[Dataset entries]
//! Shutdown coordination.
//!
//! One `Shutdown` is created at startup. The signal watcher holds a clone
//! and triggers it; the HTTP server waits on [`Shutdown::signalled`] and
//! drains its connections once it resolves.

use std::future::Future;

use tokio::sync::broadcast;

/// Broadcast trigger that stops the server and any background tasks.
#[derive(Debug, Clone)]
pub struct Shutdown {
    tx: broadcast::Sender<()>,
}

impl Shutdown {
    pub fn new() -> Self {
        let (tx, _) = broadcast::channel(1);
        Self { tx }
    }

    /// Receiver for tasks that poll the trigger themselves.
    pub fn subscribe(&self) -> broadcast::Receiver<()> {
        self.tx.subscribe()
    }

    /// Future that resolves once [`Shutdown::trigger`] is called, or once
    /// every `Shutdown` handle is dropped.
    ///
    /// Subscribes immediately, so a trigger fired after this call but
    /// before the first poll is not missed.
    pub fn signalled(&self) -> impl Future<Output = ()> + Send + 'static {
        let mut rx = self.tx.subscribe();
        async move {
            let _ = rx.recv().await;
        }
    }

    /// Fire the trigger. Waiters that subscribed earlier all wake.
    pub fn trigger(&self) {
        let _ = self.tx.send(());
    }

    /// Number of waiters still subscribed.
    pub fn receiver_count(&self) -> usize {
        self.tx.receiver_count()
    }
}

impl Default for Shutdown {
    fn default() -> Self {
        Self::new()
    }
}

#[cfg(test)]
mod tests {
    use super::*;
    use std::time::Duration;

    #[tokio::test]
    async fn test_trigger_reaches_subscribers() {
        let shutdown = Shutdown::new();
        let mut a = shutdown.subscribe();
        let mut b = shutdown.clone().subscribe();
        assert_eq!(shutdown.receiver_count(), 2);

        shutdown.trigger();
        assert!(a.recv().await.is_ok());
        assert!(b.recv().await.is_ok());
    }

    #[tokio::test]
    async fn test_signalled_sees_trigger_before_first_poll() {
        let shutdown = Shutdown::new();
        let waiter = shutdown.signalled();
        shutdown.trigger();

        tokio::time::timeout(Duration::from_secs(1), waiter)
            .await
            .expect("signalled future did not resolve");
    }

    #[tokio::test]
    async fn test_signalled_resolves_when_dropped() {
        let shutdown = Shutdown::new();
        let waiter = shutdown.signalled();
        drop(shutdown);

        tokio::time::timeout(Duration::from_secs(1), waiter)
            .await
            .expect("signalled future did not resolve");
    }
}
//! HTTP protocol handling subsystem.
//!
//! # Data Flow
//! ```text
//! TCP connection
//!     → server.rs (Axum setup, mount per route, middleware)
//!     → request.rs (request ID, adapt parts to RequestView)
//!     → render (echo or hello page)
//!     → response.rs (HTML content type, error mapping)
//!     → Send to client
//! ```

pub mod request;
pub mod response;
pub mod server;

pub use request::{AxumRequestView, UuidRequestId, X_REQUEST_ID};
pub use response::{HtmlPage, HTML_CONTENT_TYPE};
pub use server::HttpServer;
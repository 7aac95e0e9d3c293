//! Security subsystem.
//!
//! # Data Flow
//! ```text
//! Incoming request:
//!     → limits.rs (request timeout, body size)
//!     → handler
//! Outgoing response:
//!     → headers.rs (nosniff, frame denial)
//! ```
//!
//! # Design Decisions
//! - Fail closed: oversized bodies never reach a handler
//! - Security headers are on unless disabled in config

pub mod headers;
pub mod limits;

pub use headers::apply_security_headers;
pub use limits::apply_limits;
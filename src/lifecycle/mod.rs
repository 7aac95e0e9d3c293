//! Lifecycle management subsystem.
//!
//! # Data Flow
//! ```text
//! Startup (startup.rs):
//!     Validated config → Metrics exporter → Bind listener → Serve
//!
//! Shutdown (shutdown.rs):
//!     Trigger → Stop accepting → Drain connections → Exit
//!
//! Signals (signals.rs):
//!     SIGTERM/SIGINT → Trigger graceful shutdown
//! ```
//!
//! # Design Decisions
//! - Ordered startup: config first, then exporters, then listener
//! - Ordered shutdown: stop accept, drain, close

pub mod shutdown;
pub mod signals;
pub mod startup;

pub use shutdown::Shutdown;
pub use startup::{start, StartupError};
//! Request echo page.

use crate::render::snapshot::{RequestSnapshot, RequestView};
use crate::render::template::Template;
use crate::render::RenderError;

/// Marker replaced by the JSON request dump.
pub const REQUEST_PLACEHOLDER: &str = "__REQUEST_HEADER__";

const ECHO_HTML: &str = r#"<!DOCTYPE html>
<html lang="en">
<head>
  <meta charset="UTF-8">
  <title>URL Test</title>
</head>
<body>
Your Request HEADERS
<p>
  <pre>
    __REQUEST_HEADER__
  </pre>
</p>
</body>
</html>
"#;

pub const ECHO_TEMPLATE: Template = Template::with_placeholder(ECHO_HTML, REQUEST_PLACEHOLDER);

/// Render the echo page for `request`.
///
/// The JSON dump uses two-space indentation and is inserted verbatim.
pub fn render_echo<R: RequestView + ?Sized>(request: &R) -> Result<String, RenderError> {
    let snapshot = RequestSnapshot::capture(request);
    render_snapshot(&snapshot)
}

/// Render the echo page for an already captured snapshot.
///
/// The JSON is inserted as-is, without HTML escaping: the page shows the
/// exact serializer output. A header value containing markup such as
/// `</pre>` therefore ends up as live markup in the document. Responses
/// carry `x-content-type-options: nosniff` and `x-frame-options: DENY`
/// unless security headers are disabled.
pub fn render_snapshot(snapshot: &RequestSnapshot) -> Result<String, RenderError> {
    let json = serde_json::to_string_pretty(snapshot)?;
    Ok(ECHO_TEMPLATE.render(&json))
}
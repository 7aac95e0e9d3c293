//! Request echo server library.

pub mod config;
pub mod http;
pub mod lifecycle;
pub mod observability;
pub mod render;
pub mod security;

pub use config::schema::EchoConfig;
pub use http::HttpServer;
pub use lifecycle::Shutdown;
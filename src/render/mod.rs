//! Page rendering subsystem.
//!
//! # Data Flow
//! ```text
//! inbound request (any framework)
//!     → RequestView adapter (narrow read interface)
//!     → snapshot.rs (headers, url, baseUrl, originalUrl)
//!     → serde_json pretty printer (2-space indent)
//!     → template.rs (single placeholder substitution)
//!     → HTML string
//! ```
//!
//! # Design Decisions
//! - Rendering is pure: same input, byte-identical output
//! - No state survives an invocation
//! - Hello page is the zero-placeholder case of the same template type

pub mod echo;
pub mod hello;
pub mod snapshot;
pub mod template;

use std::borrow::Cow;

use serde::{Deserialize, Serialize};
use thiserror::Error;

pub use echo::render_echo;
pub use hello::render_hello;
pub use snapshot::{HeaderEntry, HeaderSnapshot, RequestSnapshot, RequestView};
pub use template::Template;

/// Errors raised while rendering a page.
#[derive(Debug, Error)]
pub enum RenderError {
    /// The snapshot could not be encoded as JSON.
    #[error("failed to serialize request snapshot: {0}")]
    Serialize(#[from] serde_json::Error),
}

/// Which page a route serves.
#[derive(Debug, Clone, Copy, PartialEq, Eq, Hash, Deserialize, Serialize)]
#[serde(rename_all = "lowercase")]
pub enum HandlerKind {
    /// Echo the request's headers and URL fields.
    Echo,
    /// Fixed "Hello, World!" page.
    Hello,
}

impl HandlerKind {
    pub fn as_str(&self) -> &'static str {
        match self {
            HandlerKind::Echo => "echo",
            HandlerKind::Hello => "hello",
        }
    }

    /// Render this handler's page for `request`.
    pub fn render<R: RequestView + ?Sized>(
        &self,
        request: &R,
    ) -> Result<Cow<'static, str>, RenderError> {
        match self {
            HandlerKind::Echo => render_echo(request).map(Cow::Owned),
            HandlerKind::Hello => Ok(Cow::Borrowed(render_hello())),
        }
    }
}

impl std::fmt::Display for HandlerKind {
    fn fmt(&self, f: &mut std::fmt::Formatter<'_>) -> std::fmt::Result {
        f.write_str(self.as_str())
    }
}

#[cfg(test)]
mod tests {
    use super::*;

    #[test]
    fn test_hello_ignores_request() {
        let a = RequestSnapshot {
            url: Some("/a".into()),
            ..Default::default()
        };
        let b = RequestSnapshot::default();

        let page_a = HandlerKind::Hello.render(&a).unwrap();
        let page_b = HandlerKind::Hello.render(&b).unwrap();
        assert_eq!(page_a, page_b);
        assert_eq!(page_a, render_hello());
    }

    #[test]
    fn test_echo_dispatch() {
        let request = RequestSnapshot {
            url: Some("/a".into()),
            ..Default::default()
        };
        let page = HandlerKind::Echo.render(&request).unwrap();
        assert!(page.contains(r#""url": "/a""#));
    }

    #[test]
    fn test_handler_kind_serde() {
        let kind: HandlerKind = serde_json::from_str(r#""hello""#).unwrap();
        assert_eq!(kind, HandlerKind::Hello);
        assert_eq!(HandlerKind::Echo.to_string(), "echo");
    }
}
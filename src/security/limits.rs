//! Request limits.
//!
//! # Responsibilities
//! - Enforce maximum request body size
//! - Enforce the total request timeout
//!
//! # Design Decisions
//! - Body limit rejects with 413 Payload Too Large before the handler runs
//! - Timeout answers 408 Request Timeout

use std::time::Duration;

use axum::Router;
use tower_http::{limit::RequestBodyLimitLayer, timeout::TimeoutLayer};

use crate::config::schema::{SecurityConfig, TimeoutConfig};

/// Wrap `router` with the body size and request timeout limits.
#[allow(deprecated)]
pub fn apply_limits(router: Router, security: &SecurityConfig, timeouts: &TimeoutConfig) -> Router {
    router
        .layer(RequestBodyLimitLayer::new(security.max_body_size))
        .layer(TimeoutLayer::new(Duration::from_secs(timeouts.request_secs)))
}
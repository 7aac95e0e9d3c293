//! Configuration management subsystem.
//!
//! # Data Flow
//! ```text
//! config file (TOML)
//!     → loader.rs (parse & deserialize)
//!     → validation.rs (semantic checks)
//!     → EchoConfig (validated, immutable)
//!     → handed to HttpServer at startup
//! ```
//!
//! # Design Decisions
//! - Config is immutable once loaded
//! - All fields have defaults to allow minimal configs
//! - Validation separates syntactic (serde) from semantic checks

pub mod loader;
pub mod schema;
pub mod validation;

pub use loader::{load_config, parse_config, ConfigError};
pub use schema::EchoConfig;
pub use schema::ListenerConfig;
pub use schema::ObservabilityConfig;
pub use schema::RouteConfig;
pub use validation::{validate_config, ValidationError};
use chrono::{DateTime, Utc};
use schemars::JsonSchema;
use serde::{Deserialize, Serialize};

use crate::enums::{ForecastMethod, Provenance};

/// One forecasted year for one entity, as produced by a pipeline run.
///
/// Keyed by `(entity, year)`; newer runs overwrite older rows for the same key.
/// `provenance` is the batch-level flag of the run, not a per-entity property.
#[derive(Debug, Clone, Serialize, Deserialize, JsonSchema, PartialEq)]
pub struct ForecastPoint {
    pub entity: String,
    pub year: i32,
    pub point: f64,
    pub lower: f64,
    pub upper: f64,
    pub method: ForecastMethod,
    pub provenance: Provenance,
}

/// A forecast row read back from storage.
#[derive(Debug, Clone, Serialize, Deserialize, JsonSchema, PartialEq)]
pub struct StoredForecast {
    #[serde(flatten)]
    pub forecast: ForecastPoint,
    pub created_at: DateTime<Utc>,
}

Exercise requirements: Count how many lines in the records hold the string "startup"; reply with the number alone.

Output for this exercise: 6